How do I prove the number of derangements formula $nD_{n - 1} + (-1)^n$ intuitively?

I found that the series of number of derangements follows a certain sequence that can be expressed as such : $$nD_{n-1} +(-1)^n$$.

Now, I found others saying it can be expressed as follows $$(n-1)(D_{n-1}+D_{n-2})$$.

I have seen some people explaining the second formula intuitively. What I am curious about is , whether there is a way to explain the FIRST formula intuitively. I want an explanation for the first formula. Meaning, I am trying to find the logic for it in such a way that the expression as it's written would be understood.
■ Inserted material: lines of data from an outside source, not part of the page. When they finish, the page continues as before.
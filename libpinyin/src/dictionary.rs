//! Plain-text phrase dictionary.
//!
//! One entry per line: `key phrase [freq]`, where `key` is the phrase's
//! syllables joined with apostrophes (`ni'hao`). Blank lines and lines
//! starting with `#` are ignored. Malformed lines are logged and skipped.

use std::path::Path;

use ahash::AHashMap;
use anyhow::Context;
use unicode_normalization::UnicodeNormalization;

const DEFAULT_FREQ: u32 = 1;

/// Small built-in table so the engine is usable without data files.
const DEMO_TABLE: &str = "\
# key phrase freq
ni 你 900
ni 泥 200
ni 拟 120
hao 好 900
hao 号 300
ni'hao 你好 800
ni'hao 拟好 50
wo 我 950
men 们 400
wo'men 我们 700
shi 是 990
shi 十 400
shi 事 380
de 的 999
de 得 500
shi'jie 世界 600
jie 界 200
jie 接 300
xie 谢 400
xie 写 350
xie'xie 谢谢 650
zhong 中 800
zhong 种 300
guo 国 700
guo 过 650
zhong'guo 中国 850
ren 人 900
zhong'guo'ren 中国人 500
pin 拼 200
yin 音 400
yin 因 380
pin'yin 拼音 500
shu 书 500
shu 输 300
ru 如 400
ru 入 380
shu'ru 输入 450
fa 法 500
fa 发 480
shu'ru'fa 输入法 400
zai 在 900
zai 再 500
jian 见 450
jian 间 400
zai'jian 再见 500
da 大 800
da 打 500
jia 家 700
jia 加 450
da'jia 大家 550
xi 西 400
xi 系 380
an 安 350
xi'an 西安 300
xian 先 450
xian 现 430
zhi 只 500
zhi 知 450
dao 到 700
dao 道 650
zhi'dao 知道 600
bu 不 950
ke 可 600
yi 一 950
yi 以 700
ke'yi 可以 650
";

/// A phrase and its corpus frequency.
#[derive(Debug, Clone, PartialEq, Eq)]
pub struct Entry {
    pub phrase: String,
    pub freq: u32,
}

#[derive(Debug, Clone, Default)]
pub struct Dictionary {
    entries: AHashMap<String, Vec<Entry>>,
    phrases: usize,
}

impl Dictionary {
    pub fn new() -> Self {
        Self::default()
    }

    /// The built-in demo table.
    pub fn demo() -> Self {
        Self::parse(DEMO_TABLE)
    }

    /// Load a dictionary file.
    pub fn load<P: AsRef<Path>>(path: P) -> anyhow::Result<Self> {
        let path = path.as_ref();
        let text = std::fs::read_to_string(path)
            .with_context(|| format!("failed to read dictionary {}", path.display()))?;
        let dict = Self::parse(&text);
        if dict.is_empty() {
            anyhow::bail!("dictionary {} has no entries", path.display());
        }
        tracing::debug!(path = %path.display(), phrases = dict.len(), "parsed dictionary");
        Ok(dict)
    }

    pub fn parse(text: &str) -> Self {
        let mut dict = Self::new();
        let mut skipped = 0usize;

        for (lineno, line) in text.lines().enumerate() {
            let line = line.trim();
            if line.is_empty() || line.starts_with('#') {
                continue;
            }
            match parse_line(line) {
                Some((key, phrase, freq)) => dict.insert(&key, &phrase, freq),
                None => {
                    skipped += 1;
                    tracing::warn!(line = lineno + 1, text = line, "skipping malformed dictionary line");
                }
            }
        }

        if skipped > 0 {
            tracing::warn!(skipped, "dictionary had malformed lines");
        }
        dict
    }

    /// Add a phrase. A phrase already present under `key` keeps the higher
    /// frequency.
    pub fn insert(&mut self, key: &str, phrase: &str, freq: u32) {
        let phrase: String = phrase.nfc().collect();
        let list = self.entries.entry(key.to_string()).or_default();
        match list.iter_mut().find(|e| e.phrase == phrase) {
            Some(existing) => existing.freq = existing.freq.max(freq),
            None => {
                list.push(Entry { phrase, freq });
                self.phrases += 1;
            }
        }
    }

    /// Merge another dictionary into this one.
    pub fn extend(&mut self, other: Dictionary) {
        for (key, list) in other.entries {
            for entry in list {
                self.insert(&key, &entry.phrase, entry.freq);
            }
        }
    }

    pub fn get(&self, key: &str) -> &[Entry] {
        self.entries.get(key).map(Vec::as_slice).unwrap_or(&[])
    }

    /// Number of phrases.
    pub fn len(&self) -> usize {
        self.phrases
    }

    pub fn is_empty(&self) -> bool {
        self.phrases == 0
    }
}

/// Canonical form of a dictionary key: lowercase syllables joined by single
/// apostrophes.
pub fn normalize_key(key: &str) -> Option<String> {
    let key = key.to_ascii_lowercase();
    let parts: Vec<&str> = key.split('\'').filter(|p| !p.is_empty()).collect();
    if parts.is_empty() || !parts.iter().all(|p| p.bytes().all(|b| b.is_ascii_lowercase())) {
        return None;
    }
    Some(parts.join("'"))
}

fn parse_line(line: &str) -> Option<(String, String, u32)> {
    let mut fields = line.split_whitespace();
    let key = normalize_key(fields.next()?)?;
    let phrase = fields.next()?.to_string();
    let freq = match fields.next() {
        Some(f) => f.parse().ok()?,
        None => DEFAULT_FREQ,
    };
    if fields.next().is_some() {
        return None;
    }
    Some((key, phrase, freq))
}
I started somewhat by saying that there is some logic behind the number of derangements of $$D_{n-1}$$ to be multiplied by $$n$$ because the new object has $$n$$ places to be placed in while $$n-1$$ objects are placed as was ordered in $$D_{n-1}$$. But I can't seem to find the logic behind the $$-1^n$$. I started to think that maybe for odd numbers I have to reduce one due to the middle? But I am not sure.

I want a logical/intuitive proof that would prove MY (first) formula and I want it to be followed somehow in the way I started. I don't want completely different proofs.

But can someone please make some sense of my proof or show why it's wrong? Or show other intuitive thing to my formula?